* **TASK REQUIREMENTS**:
Throughout the entries below, report every line where "Option" is found.

* **Records from a data collection**:

════════

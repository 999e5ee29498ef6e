use std::{collections::VecDeque, thread, time::Instant};

use rand::Rng;
use tracing::{debug, info, trace};

use crate::autopilot::choose_direction;
use crate::config::Config;
use crate::food::Food;
use crate::grid::{Grid, Point};
use crate::snake::{Dir, Snake};

#[derive(Debug, Copy, Clone, PartialEq, Eq)]
pub enum SessionState {
    Running,
    Terminated,
}

/// One life of the snake, from spawn to self-collision.
#[derive(Debug, Clone)]
pub struct GameSession {
    snake: Snake,
    food: Food,
    state: SessionState,
    ticks: u64,
    eaten: u32,
}

impl GameSession {
    pub fn new(snake: Snake, food: Food) -> Self {
        GameSession {
            snake,
            food,
            state: SessionState::Running,
            ticks: 0,
            eaten: 0,
        }
    }

    /// Fresh round: the spawn snake and food anywhere on the grid.
    pub fn start<R: Rng + ?Sized>(grid: &Grid, rng: &mut R) -> Self {
        GameSession::new(Snake::spawn(), Food::spawn(grid, rng))
    }

    pub fn snake(&self) -> &Snake {
        &self.snake
    }

    pub fn food(&self) -> &Food {
        &self.food
    }

    pub fn state(&self) -> SessionState {
        self.state
    }

    pub fn ticks(&self) -> u64 {
        self.ticks
    }

    pub fn eaten(&self) -> u32 {
        self.eaten
    }

    /// Advances the round by one step.
    ///
    /// `desired` replaces the heading when present. If the next head lands on
    /// the food the snake grows into that cell and the food respawns;
    /// otherwise it moves. A terminated session is left untouched.
    pub fn tick<R: Rng + ?Sized>(&mut self, desired: Option<Dir>, grid: &Grid, rng: &mut R) -> SessionState {
        if self.state == SessionState::Terminated {
            return self.state;
        }

        if let Some(dir) = desired {
            self.snake.set_direction(dir);
        }

        let next_head = self.snake.next_head(self.snake.direction(), grid);
        if next_head == self.food.position {
            self.snake.grow(grid);
            self.food.respawn(grid, rng);
            self.eaten += 1;
            debug!(at = ?next_head, len = self.snake.len(), food = ?self.food.position, "food eaten");
        } else {
            self.snake.move_body(grid);
        }
        self.ticks += 1;

        if self.snake.collides_with_self() {
            self.state = SessionState::Terminated;
        }
        trace!(head = ?self.snake.head(), dir = ?self.snake.direction(), state = ?self.state, "tick");

        self.state
    }

    pub fn snapshot(&self, round: u64) -> Snapshot<'_> {
        Snapshot {
            body: self.snake.body(),
            direction: self.snake.direction(),
            food: self.food.position,
            round,
            eaten: self.eaten,
            state: self.state,
        }
    }
}

/// Everything a renderer needs to draw one tick.
#[derive(Debug, Clone, Copy)]
pub struct Snapshot<'a> {
    pub body: &'a VecDeque<Point>,
    pub direction: Dir,
    pub food: Point,
    pub round: u64,
    pub eaten: u32,
    pub state: SessionState,
}

#[derive(Debug, Copy, Clone, PartialEq, Eq)]
pub enum Command {
    Steer(Dir),
    Quit,
}

/// Source of player commands. Returns `None` once nothing is pending, so the
/// game loop never waits on it.
pub trait InputSource {
    fn next_command(&mut self) -> Option<Command>;
}

pub trait Renderer {
    fn render(&mut self, snapshot: &Snapshot<'_>, config: &Config) -> anyhow::Result<()>;
}

#[derive(Debug, Copy, Clone, PartialEq, Eq)]
pub enum Flow {
    Continue,
    Quit,
}

/// Runs rounds back to back until the input asks to quit.
pub struct Orchestrator<I, R, G> {
    config: Config,
    input: I,
    renderer: R,
    rng: G,
    session: GameSession,
    round: u64,
}

impl<I, R, G> Orchestrator<I, R, G>
where
    I: InputSource,
    R: Renderer,
    G: Rng,
{
    pub fn new(config: Config, input: I, renderer: R, mut rng: G) -> Self {
        let session = GameSession::start(&config.grid, &mut rng);
        info!(round = 1, food = ?session.food().position, autopilot = config.autopilot, "round started");
        Orchestrator {
            config,
            input,
            renderer,
            rng,
            session,
            round: 1,
        }
    }

    pub fn session(&self) -> &GameSession {
        &self.session
    }

    pub fn round(&self) -> u64 {
        self.round
    }

    pub fn renderer(&self) -> &R {
        &self.renderer
    }

    /// Plays one tick: read input, advance, draw, and restart after a death.
    pub fn step(&mut self) -> anyhow::Result<Flow> {
        let mut steer = None;
        while let Some(command) = self.input.next_command() {
            match command {
                Command::Quit => {
                    info!(round = self.round, "quit requested");
                    return Ok(Flow::Quit);
                }
                Command::Steer(dir) => steer = Some(dir),
            }
        }

        let desired = if self.config.autopilot {
            Some(choose_direction(self.session.snake(), self.session.food(), &self.config.grid))
        } else {
            steer
        };

        let state = self.session.tick(desired, &self.config.grid, &mut self.rng);
        self.renderer
            .render(&self.session.snapshot(self.round), &self.config)?;

        if state == SessionState::Terminated {
            info!(
                round = self.round,
                ticks = self.session.ticks(),
                eaten = self.session.eaten(),
                len = self.session.snake().len(),
                "snake hit itself"
            );
            self.round += 1;
            self.session = GameSession::start(&self.config.grid, &mut self.rng);
            info!(round = self.round, food = ?self.session.food().position, "round started");
        }

        Ok(Flow::Continue)
    }

    /// Steps at the configured tick rate until quit.
    pub fn run(&mut self) -> anyhow::Result<()> {
        let interval = self.config.tick_interval();
        loop {
            let start = Instant::now();
            if self.step()? == Flow::Quit {
                break;
            }
            thread::sleep(interval.saturating_sub(start.elapsed()));
        }
        Ok(())
    }
}

#[cfg(test)]
mod tests {
    use super::*;
    use rand::{rngs::StdRng, SeedableRng};

    fn points(cells: &[(i32, i32)]) -> Vec<Point> {
        cells.iter().map(|&(x, y)| Point::new(x, y)).collect()
    }

    #[test]
    fn test_eating_grows_onto_food_cell() {
        let grid = Grid::new(32, 24);
        let mut rng = StdRng::seed_from_u64(3);
        let mut session = GameSession::new(Snake::spawn(), Food::new(Point::new(6, 5)));

        let state = session.tick(Some(Dir::Right), &grid, &mut rng);

        assert_eq!(state, SessionState::Running);
        let body: Vec<Point> = session.snake().body().iter().copied().collect();
        assert_eq!(body, points(&[(6, 5), (5, 5), (4, 5), (3, 5)]));
        assert_eq!(session.eaten(), 1);
        assert!(grid.contains(session.food().position));
    }

    #[test]
    fn test_plain_move_keeps_length() {
        let grid = Grid::new(32, 24);
        let mut rng = StdRng::seed_from_u64(3);
        let mut session = GameSession::new(Snake::spawn(), Food::new(Point::new(20, 20)));

        session.tick(None, &grid, &mut rng);

        assert_eq!(session.snake().head(), Point::new(6, 5));
        assert_eq!(session.snake().len(), 3);
        assert_eq!(session.food().position, Point::new(20, 20));
        assert_eq!(session.ticks(), 1);
    }

    #[test]
    fn test_reversal_terminates() {
        let grid = Grid::new(32, 24);
        let mut rng = StdRng::seed_from_u64(3);
        let mut session = GameSession::new(Snake::spawn(), Food::new(Point::new(20, 20)));

        assert_eq!(session.tick(Some(Dir::Left), &grid, &mut rng), SessionState::Terminated);
        assert_eq!(session.state(), SessionState::Terminated);
    }

    #[test]
    fn test_terminated_session_does_not_advance() {
        let grid = Grid::new(32, 24);
        let mut rng = StdRng::seed_from_u64(3);
        let mut session = GameSession::new(Snake::spawn(), Food::new(Point::new(20, 20)));
        session.tick(Some(Dir::Left), &grid, &mut rng);
        let frozen = session.snake().clone();

        assert_eq!(session.tick(Some(Dir::Up), &grid, &mut rng), SessionState::Terminated);
        assert_eq!(session.snake(), &frozen);
        assert_eq!(session.ticks(), 1);
    }

    #[test]
    fn test_snapshot_reflects_session() {
        let session = GameSession::new(Snake::spawn(), Food::new(Point::new(9, 9)));
        let snapshot = session.snapshot(4);

        assert_eq!(snapshot.body, session.snake().body());
        assert_eq!(snapshot.direction, Dir::Right);
        assert_eq!(snapshot.food, Point::new(9, 9));
        assert_eq!(snapshot.round, 4);
        assert_eq!(snapshot.state, SessionState::Running);
    }
}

════════

* **EXERCISE OUTPUT**:
    pub fn tick<R: Rng + ?Sized>(&mut self, desired: Option<Dir>, grid: &Grid, rng: &mut R) -> SessionState {
    fn next_command(&mut self) -> Option<Command>;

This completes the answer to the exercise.